George Mundelein didn't do small. As Chicago's Archbishop (1915-1939), he erected an average of twenty-five buildings every year: churches, schools, and convents. Under Mundelein's leadership, Chicago became home to the world's largest Catholic school system. His seminary campus was larger than many universities. In 1926, Chicago hosted the single largest gathering of Roman Catholics on the North American continent. This was Catholic America's "brick and mortar" era, and Mundelein was God's bricklayer.
His own beginnings were modest. Born in 1872 on Manhattan's Lower East Side, he was fourth-generation German-American. Bright and ambitious, he reputedly declined a Naval Academy appointment for the priesthood. At Manhattan College Brother Justin, the president, advised him not to join the New York Archdiocese, lest his talents be wasted in a small parish. He suggested instead becoming a priest in Brooklyn, where the bishop was a close friend.
Career-wise, it proved a good choice. In Rome, Mundelein made a strong impression on the seminary faculty. Ordained in 1895, Brooklyn quickly put his talents to use. The more he did, the more he was given to do. Bishop Charles McDonnell loathed publicity, a problem Mundelein didn't have. Soon he held ten different positions. At age 37, he became an Auxiliary Bishop. A superb fundraiser, he clearly was going places.
Archbishop Giovanni Bonzano, a former professor, was the pope's representative to America, and he helped advance Mundelein's career. In December 1915, Mundelein was named Archbishop of Chicago (at 43, America's youngest.) Allegedly he was originally assigned to Buffalo, but Canada (then fighting Germany) protested a German bishop across the border. So he went to Chicago instead. Nine years later, he was named the first Cardinal in the West.
At the start, he faced a tough situation. The "state of ecclesiastical affairs" in Chicago, a local bishop told him, was "deplorable." Clerical misconduct was widespread, and enforcing discipline was a high priority. Under Mundelein, new priests took a five-year temperance pledge. He created a successful seminary system covering high school through graduate school, and by the 1930s Chicago was ordaining a record fifty men a year.
Before his arrival, the Catholic school system consisted of independent parish institutions with no uniform standards. (In some schools, English wasn't even taught; only Polish, Italian, German, or Bohemian, just to name a few varieties of instruction.) A new school board initiated standard curricula and texts, and mandated instruction in English. In time, Chicago's school system became a national model. The same was true for Catholic Charities. The Catholic Youth Organization (CYO), now with branches nationwide, has its roots in Mundelein's time.
Building, fundraising, and businesslike management characterized this era. On his arrival, Mundelein personally examined the financial records for all 322 parishes. His fundraising attracted attention in Rome, where Chicago's collection for the pope (known as the Peter's Pence) exceeded that of any other American diocese.
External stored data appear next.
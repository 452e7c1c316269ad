//! Types for graph traversal operations.

use crate::compiler::ast::Matcher;

/// Path over labelled dependency edges
#[derive(Debug, Clone)]
pub enum Traversal {
    /// One hop from dependent to head over a matching edge
    Incoming(Matcher),
    /// One hop from head to dependent over a matching edge
    Outgoing(Matcher),
    Concatenated(Vec<Traversal>),
    /// Zero or more repetitions; the start nodes are always reached
    KleeneStar(Box<Traversal>),
}

#[derive(Debug, Clone, PartialEq, Eq)]
pub enum TraversalResult {
    /// Traversal failed to find matches
    FailTraversal,
    /// Successfully found matching nodes (sorted, deduplicated)
    Success(Vec<usize>),
}

impl TraversalResult {
    /// Build a result from collected nodes, failing when nothing was reached
    pub(crate) fn from_nodes(mut nodes: Vec<usize>) -> Self {
        nodes.sort_unstable();
        nodes.dedup();
        if nodes.is_empty() {
            TraversalResult::FailTraversal
        } else {
            TraversalResult::Success(nodes)
        }
    }

    /// Reached nodes; empty for a failed traversal
    pub fn into_nodes(self) -> Vec<usize> {
        match self {
            TraversalResult::Success(nodes) => nodes,
            TraversalResult::FailTraversal => Vec::new(),
        }
    }
}
pub mod annotated;
pub mod document;
pub mod parser;
pub mod pos;

pub use annotated::{AnnotatedDocument, AnnotatedSentence, Token};
pub use document::{Document, Field, GraphField, Sentence};
pub use parser::{DocumentParser, InputFormat};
Hearing that someone bet $10,000 he couldn't speak German, he replied that for $10,000, he'd speak Hebrew.
One executive told Mundelein: "There was a great mistake in making you a Bishop instead of a financier, for in the latter case Mr. Morgan would not be without a rival on Wall Street." Mundelein believed in always "going first class," but not for his own sake. Back in Brooklyn, a businessman once told him: "Now and then, you will meet a man who would give you five dollars in a poor office, but five hundred in a good one."
His love of pageantry was evident at the 28th International Eucharistic Congress, a devotional gathering held in Chicago in 1926. Nearly a million Catholics attended, a new record for America (broken in 1993 by John Paul II at Denver). A children's choir of 62,000 provided music. A special train for now-Cardinal Bonzano, the papal delegate, left New York for Chicago, painted red with his coat of arms. Cynics commented that Mundelein planned to host the Last Judgment in Chicago.
Mundelein biographer Edward Kantowicz called it a "once-in-a-lifetime media event." At the same time, anti-Catholicism was reaching a fever pitch in America. Nationwide, a resurrected Ku Klux Klan targeted Catholics as "un-American" and questioned their right to be here. Part of the reason for Mundelein's pageantry was to show them that Catholics were here to stay.
Theologically, Mundelein was conservative, but socially progressive. A big supporter of Franklin D. Roosevelt's New Deal, he became personal friends with FDR and fended off conservative Catholic critics. In Chicago, social action became a keynote of Catholic life. Priests, religious, and laypeople were key supporters of the labor movement, picketed for decent housing, and fought against racism long before these causes became mainstream.